The problem
Give all of the records again. Match them exactly.

(Available data begins)

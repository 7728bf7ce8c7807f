//! 演示用的“编译阶段”模拟。
//!
//! 这里没有真正的代码生成或优化：每个阶段都只是对上一阶段文本的固定改写，
//! 用来给学习者展示一行代码在概念上如何经过编译器的各个阶段。


use std::fmt;
use crate::lexer::{self, Keyword};

/// 一行代码的七个阶段视图。
#[derive(Debug, Clone, PartialEq, Eq)]
pub struct StageTrace {
    /// Stage 1: 按一般语句规则切分的片段（逗号留在片段里）
    pub tokens: Vec<String>,
    /// Stage 4: 中间表示
    pub intermediate: String,
    /// Stage 5: “生成”的代码
    pub generated: String,
    /// Stage 6: “优化”后的代码
    pub optimized: String,
    /// Stage 7: 原始行中每个字符的 8 位二进制编码
    pub binary: String,
}

impl StageTrace {
    /// 对一行已经通过全部检查的代码生成阶段视图。这个过程不会失败。
    pub fn simulate(line: &str) -> Self {
        let tokens = lexer::fragment_texts(line);
        let intermediate = intermediate_form(line);
        let generated = generate(&intermediate);
        let optimized = optimize(&generated);
        let binary = encode_binary(line);

        Self { tokens, intermediate, generated, optimized, binary }
    }
}

/// 去掉第一个 `LET`、去掉所有空白，再把第一个 `=` 换成 ` := `。
pub fn intermediate_form(line: &str) -> String {
    let without_let = line.replacen(Keyword::Let.as_str(), "", 1);
    let compact: String = without_let.chars().filter(|c| !c.is_whitespace()).collect();
    compact.replacen('=', " := ", 1)
}

/// 每个字母都变成 `LOAD <字母>`，然后第一个 `:=` 变成 `STORE`。
pub fn generate(intermediate: &str) -> String {
    let mut loaded = String::with_capacity(intermediate.len() * 4);
    for c in intermediate.chars() {
        if c.is_ascii_alphabetic() {
            loaded.push_str("LOAD ");
        }
        loaded.push(c);
    }
    loaded.replacen(":=", "STORE", 1)
}

/// 只改写第一个 `LOAD` 和第一个 `STORE`。
pub fn optimize(generated: &str) -> String {
    generated.replacen("LOAD", "MOV", 1).replacen("STORE", "STOR", 1)
}

/// 每个字符一组：取它的第一个 UTF-16 码元，至少 8 位，用空格连接。
pub fn encode_binary(line: &str) -> String {
    line.chars()
        .map(|c| {
            let mut units = [0u16; 2];
            format!("{:08b}", c.encode_utf16(&mut units)[0])
        })
        .collect::<Vec<_>>()
        .join(" ")
}

impl fmt::Display for StageTrace {
    fn fmt(&self, f: &mut fmt::Formatter<'_>) -> fmt::Result {
        writeln!(f, "  [Stage 1] Lexical Analysis: Tokens -> [{}]", self.tokens.join(", "))?;
        writeln!(f, "  [Stage 2] Syntax Analysis: PASSED")?;
        writeln!(f, "  [Stage 3] Semantic Analysis: PASSED")?;
        writeln!(f, "  [Stage 4] Intermediate Code Representation (ICR): {}", self.intermediate)?;
        writeln!(f, "  [Stage 5] Code Generation (CG): {}", self.generated)?;
        writeln!(f, "  [Stage 6] Code Optimization (CO): {}", self.optimized)?;
        write!(f, "  [Stage 7] Target Machine Code (TMC in Binary): {}", self.binary)
    }
}
//! Startup orchestration.
//!
//! # Responsibilities
//! - Initialize subsystems in dependency order
//! - Start background tasks (config watcher, signal handler)
//! - Bind listeners and serve until shutdown
//!
//! # Design Decisions
//! - Fail fast: any startup error is fatal
//! - Subsystems initialize in order, not concurrently
//! - Listeners start last (traffic only when ready)

use std::path::PathBuf;
use tokio::net::TcpListener;

use crate::admin::setup_admin_router;
use crate::config::watcher::{apply_updates, ConfigWatcher};
use crate::config::GatewayConfig;
use crate::gateway::Gateway;
use crate::http::HttpServer;
use crate::lifecycle::{signals, Shutdown};
use crate::observability::metrics;

/// Run the gateway until a shutdown signal arrives.
///
/// Logging must already be initialized. `config_path`, when set, is watched
/// for endpoint changes.
pub async fn run(
    config: GatewayConfig,
    config_path: Option<PathBuf>,
) -> Result<(), Box<dyn std::error::Error>> {
    if config.observability.metrics_enabled {
        match config.observability.metrics_address.parse() {
            Ok(addr) => metrics::init_metrics(addr),
            Err(_) => tracing::error!(
                metrics_address = %config.observability.metrics_address,
                "Failed to parse metrics address"
            ),
        }
    }

    let gateway = Gateway::new(config.clone())?;
    let shutdown = Shutdown::new();

    // Kept alive until the end of `run`.
    let _watcher = match config_path {
        Some(path) => {
            let (watcher, updates) = ConfigWatcher::new(&path);
            match watcher.run() {
                Ok(handle) => {
                    tokio::spawn(apply_updates(gateway.clone(), updates, shutdown.subscribe()));
                    Some(handle)
                }
                Err(e) => {
                    tracing::warn!(path = ?path, error = %e, "Config watcher unavailable, hot reload disabled");
                    None
                }
            }
        }
        None => None,
    };

    let admin_task = if config.admin.enabled {
        let listener = TcpListener::bind(&config.admin.bind_address).await?;
        tracing::info!(address = %listener.local_addr()?, "Admin API listening");
        let router = setup_admin_router(gateway.clone(), &config.admin.api_key);
        let mut stop = shutdown.subscribe();
        Some(tokio::spawn(async move {
            let served = axum::serve(listener, router)
                .with_graceful_shutdown(async move {
                    let _ = stop.recv().await;
                })
                .await;
            if let Err(e) = served {
                tracing::error!(error = %e, "Admin server failed");
            }
        }))
    } else {
        None
    };

    let listener = TcpListener::bind(&config.listener.bind_address).await?;
    tracing::info!(
        address = %listener.local_addr()?,
        max_connections = config.listener.max_connections,
        request_timeout_secs = config.timeouts.request_secs,
        "Listening for connections"
    );

    signals::spawn_signal_handler(shutdown.clone());
    HttpServer::new(gateway).run(listener, shutdown.subscribe()).await?;

    if let Some(task) = admin_task {
        let _ = task.await;
    }
    tracing::info!("Shutdown complete");
    Ok(())
}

(Available data ends)

Expected output
repository 7728bf7ce8c7807f
//! 演示用的“编译阶段”模拟。
//!
//! 这里没有真正的代码生成或优化：每个阶段都只是对上一阶段文本的固定改写，
//! 用来给学习者展示一行代码在概念上如何经过编译器的各个阶段。


use std::fmt;
use crate::lexer::{self, Keyword};

/// 一行代码的七个阶段视图。
#[derive(Debug, Clone, PartialEq, Eq)]
pub struct StageTrace {
    /// Stage 1: 按一般语句规则切分的片段（逗号留在片段里）
    pub tokens: Vec<String>,
    /// Stage 4: 中间表示
    pub intermediate: String,
    /// Stage 5: “生成”的代码
    pub generated: String,
    /// Stage 6: “优化”后的代码
    pub optimized: String,
    /// Stage 7: 原始行中每个字符的 8 位二进制编码
    pub binary: String,
}

impl StageTrace {
    /// 对一行已经通过全部检查的代码生成阶段视图。这个过程不会失败。
    pub fn simulate(line: &str) -> Self {
        let tokens = lexer::fragment_texts(line);
        let intermediate = intermediate_form(line);
        let generated = generate(&intermediate);
        let optimized = optimize(&generated);
        let binary = encode_binary(line);

        Self { tokens, intermediate, generated, optimized, binary }
    }
}

/// 去掉第一个 `LET`、去掉所有空白，再把第一个 `=` 换成 ` := `。
pub fn intermediate_form(line: &str) -> String {
    let without_let = line.replacen(Keyword::Let.as_str(), "", 1);
    let compact: String = without_let.chars().filter(|c| !c.is_whitespace()).collect();
    compact.replacen('=', " := ", 1)
}

/// 每个字母都变成 `LOAD <字母>`，然后第一个 `:=` 变成 `STORE`。
pub fn generate(intermediate: &str) -> String {
    let mut loaded = String::with_capacity(intermediate.len() * 4);
    for c in intermediate.chars() {
        if c.is_ascii_alphabetic() {
            loaded.push_str("LOAD ");
        }
        loaded.push(c);
    }
    loaded.replacen(":=", "STORE", 1)
}

/// 只改写第一个 `LOAD` 和第一个 `STORE`。
pub fn optimize(generated: &str) -> String {
    generated.replacen("LOAD", "MOV", 1).replacen("STORE", "STOR", 1)
}

/// 每个字符一组：取它的第一个 UTF-16 码元，至少 8 位，用空格连接。
pub fn encode_binary(line: &str) -> String {
    line.chars()
        .map(|c| {
            let mut units = [0u16; 2];
            format!("{:08b}", c.encode_utf16(&mut units)[0])
        })
        .collect::<Vec<_>>()
        .join(" ")
}

impl fmt::Display for StageTrace {
    fn fmt(&self, f: &mut fmt::Formatter<'_>) -> fmt::Result {
        writeln!(f, "  [Stage 1] Lexical Analysis: Tokens -> [{}]", self.tokens.join(", "))?;
        writeln!(f, "  [Stage 2] Syntax Analysis: PASSED")?;
        writeln!(f, "  [Stage 3] Semantic Analysis: PASSED")?;
        writeln!(f, "  [Stage 4] Intermediate Code Representation (ICR): {}", self.intermediate)?;
        writeln!(f, "  [Stage 5] Code Generation (CG): {}", self.generated)?;
        writeln!(f, "  [Stage 6] Code Optimization (CO): {}", self.optimized)?;
        write!(f, "  [Stage 7] Target Machine Code (TMC in Binary): {}", self.binary)
    }
}
//! Startup orchestration.
//!
//! # Responsibilities
//! - Initialize subsystems in dependency order
//! - Start background tasks (config watcher, signal handler)
//! - Bind listeners and serve until shutdown
//!
//! # Design Decisions
//! - Fail fast: any startup error is fatal
//! - Subsystems initialize in order, not concurrently
//! - Listeners start last (traffic only when ready)

use std::path::PathBuf;
use tokio::net::TcpListener;

use crate::admin::setup_admin_router;
use crate::config::watcher::{apply_updates, ConfigWatcher};
use crate::config::GatewayConfig;
use crate::gateway::Gateway;
use crate::http::HttpServer;
use crate::lifecycle::{signals, Shutdown};
use crate::observability::metrics;

/// Run the gateway until a shutdown signal arrives.
///
/// Logging must already be initialized. `config_path`, when set, is watched
/// for endpoint changes.
pub async fn run(
    config: GatewayConfig,
    config_path: Option<PathBuf>,
) -> Result<(), Box<dyn std::error::Error>> {
    if config.observability.metrics_enabled {
        match config.observability.metrics_address.parse() {
            Ok(addr) => metrics::init_metrics(addr),
            Err(_) => tracing::error!(
                metrics_address = %config.observability.metrics_address,
                "Failed to parse metrics address"
            ),
        }
    }

    let gateway = Gateway::new(config.clone())?;
    let shutdown = Shutdown::new();

    // Kept alive until the end of `run`.
    let _watcher = match config_path {
        Some(path) => {
            let (watcher, updates) = ConfigWatcher::new(&path);
            match watcher.run() {
                Ok(handle) => {
                    tokio::spawn(apply_updates(gateway.clone(), updates, shutdown.subscribe()));
                    Some(handle)
                }
                Err(e) => {
                    tracing::warn!(path = ?path, error = %e, "Config watcher unavailable, hot reload disabled");
                    None
                }
            }
        }
        None => None,
    };

    let admin_task = if config.admin.enabled {
        let listener = TcpListener::bind(&config.admin.bind_address).await?;
        tracing::info!(address = %listener.local_addr()?, "Admin API listening");
        let router = setup_admin_router(gateway.clone(), &config.admin.api_key);
        let mut stop = shutdown.subscribe();
        Some(tokio::spawn(async move {
            let served = axum::serve(listener, router)
                .with_graceful_shutdown(async move {
                    let _ = stop.recv().await;
                })
                .await;
            if let Err(e) = served {
                tracing::error!(error = %e, "Admin server failed");
            }
        }))
    } else {
        None
    };

    let listener = TcpListener::bind(&config.listener.bind_address).await?;
    tracing::info!(
        address = %listener.local_addr()?,
        max_connections = config.listener.max_connections,
        request_timeout_secs = config.timeouts.request_secs,
        "Listening for connections"
    );

    signals::spawn_signal_handler(shutdown.clone());
    HttpServer::new(gateway).run(listener, shutdown.subscribe()).await?;

    if let Some(task) = admin_task {
        let _ = task.await;
    }
    tracing::info!("Shutdown complete");
    Ok(())
}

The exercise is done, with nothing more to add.